Output exactly, with nothing added, the entries from the first line through the line with "queue) and deserialize".

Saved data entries
'''
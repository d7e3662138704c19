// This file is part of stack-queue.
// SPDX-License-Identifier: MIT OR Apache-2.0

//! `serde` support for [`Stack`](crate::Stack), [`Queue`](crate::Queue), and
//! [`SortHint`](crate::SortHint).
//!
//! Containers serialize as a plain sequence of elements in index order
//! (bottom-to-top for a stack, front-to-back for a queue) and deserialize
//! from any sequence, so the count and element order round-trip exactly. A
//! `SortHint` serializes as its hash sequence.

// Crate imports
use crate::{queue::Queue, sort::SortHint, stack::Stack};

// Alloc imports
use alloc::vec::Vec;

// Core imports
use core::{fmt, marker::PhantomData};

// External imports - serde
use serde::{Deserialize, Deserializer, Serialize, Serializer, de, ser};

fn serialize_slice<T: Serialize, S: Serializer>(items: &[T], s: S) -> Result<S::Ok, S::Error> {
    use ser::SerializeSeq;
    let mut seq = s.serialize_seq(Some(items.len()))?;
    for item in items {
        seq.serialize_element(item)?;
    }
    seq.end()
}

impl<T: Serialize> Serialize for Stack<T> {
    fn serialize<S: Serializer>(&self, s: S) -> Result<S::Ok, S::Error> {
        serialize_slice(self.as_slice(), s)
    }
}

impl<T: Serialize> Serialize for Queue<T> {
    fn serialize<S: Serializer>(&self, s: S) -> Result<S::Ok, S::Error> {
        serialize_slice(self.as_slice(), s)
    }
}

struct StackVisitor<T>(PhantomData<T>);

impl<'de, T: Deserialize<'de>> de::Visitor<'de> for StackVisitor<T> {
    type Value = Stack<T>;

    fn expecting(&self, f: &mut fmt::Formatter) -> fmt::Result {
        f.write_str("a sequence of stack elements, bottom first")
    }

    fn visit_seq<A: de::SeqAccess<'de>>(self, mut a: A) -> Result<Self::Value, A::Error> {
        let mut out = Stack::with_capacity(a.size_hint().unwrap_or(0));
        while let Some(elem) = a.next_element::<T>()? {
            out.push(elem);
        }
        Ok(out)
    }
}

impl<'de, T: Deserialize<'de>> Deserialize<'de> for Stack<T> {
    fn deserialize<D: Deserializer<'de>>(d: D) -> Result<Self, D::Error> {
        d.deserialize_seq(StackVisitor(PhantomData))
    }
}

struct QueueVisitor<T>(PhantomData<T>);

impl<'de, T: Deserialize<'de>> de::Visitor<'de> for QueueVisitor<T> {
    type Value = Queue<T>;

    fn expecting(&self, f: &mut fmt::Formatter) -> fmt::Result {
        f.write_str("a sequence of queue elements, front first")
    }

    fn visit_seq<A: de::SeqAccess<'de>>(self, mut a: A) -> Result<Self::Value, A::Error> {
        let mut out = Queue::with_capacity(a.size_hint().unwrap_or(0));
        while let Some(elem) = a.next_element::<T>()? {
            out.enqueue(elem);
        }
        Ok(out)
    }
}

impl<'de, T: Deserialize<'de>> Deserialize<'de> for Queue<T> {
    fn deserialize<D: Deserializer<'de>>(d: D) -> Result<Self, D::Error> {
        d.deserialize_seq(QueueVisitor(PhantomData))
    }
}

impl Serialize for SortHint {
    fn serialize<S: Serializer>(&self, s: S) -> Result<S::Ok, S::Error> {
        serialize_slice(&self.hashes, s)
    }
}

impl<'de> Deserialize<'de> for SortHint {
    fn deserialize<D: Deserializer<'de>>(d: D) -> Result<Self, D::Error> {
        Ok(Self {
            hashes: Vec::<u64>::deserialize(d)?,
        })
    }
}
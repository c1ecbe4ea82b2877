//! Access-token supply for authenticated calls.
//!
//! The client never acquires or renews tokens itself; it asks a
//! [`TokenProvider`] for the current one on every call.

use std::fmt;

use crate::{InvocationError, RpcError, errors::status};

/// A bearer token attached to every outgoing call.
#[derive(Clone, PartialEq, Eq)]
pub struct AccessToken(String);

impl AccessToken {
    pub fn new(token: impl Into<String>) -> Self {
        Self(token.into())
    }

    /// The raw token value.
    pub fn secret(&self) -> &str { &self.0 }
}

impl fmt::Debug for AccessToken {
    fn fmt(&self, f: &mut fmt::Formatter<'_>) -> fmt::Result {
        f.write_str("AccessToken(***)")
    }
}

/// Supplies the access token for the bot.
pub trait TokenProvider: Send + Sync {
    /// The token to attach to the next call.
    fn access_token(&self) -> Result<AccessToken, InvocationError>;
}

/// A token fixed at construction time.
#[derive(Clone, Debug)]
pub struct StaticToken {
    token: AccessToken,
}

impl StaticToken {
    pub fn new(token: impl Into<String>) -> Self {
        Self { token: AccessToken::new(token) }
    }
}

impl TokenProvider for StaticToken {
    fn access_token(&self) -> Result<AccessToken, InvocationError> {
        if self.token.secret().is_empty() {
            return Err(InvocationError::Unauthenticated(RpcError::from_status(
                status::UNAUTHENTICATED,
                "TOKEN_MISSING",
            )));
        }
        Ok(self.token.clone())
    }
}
'''
| Expected answer |
repository d7e3662138704c19
// This file is part of stack-queue.
// SPDX-License-Identifier: MIT OR Apache-2.0

//! `serde` support for [`Stack`](crate::Stack), [`Queue`](crate::Queue), and
//! [`SortHint`](crate::SortHint).
//!
//! Containers serialize as a plain sequence of elements in index order
//! (bottom-to-top for a stack, front-to-back for a queue) and deserialize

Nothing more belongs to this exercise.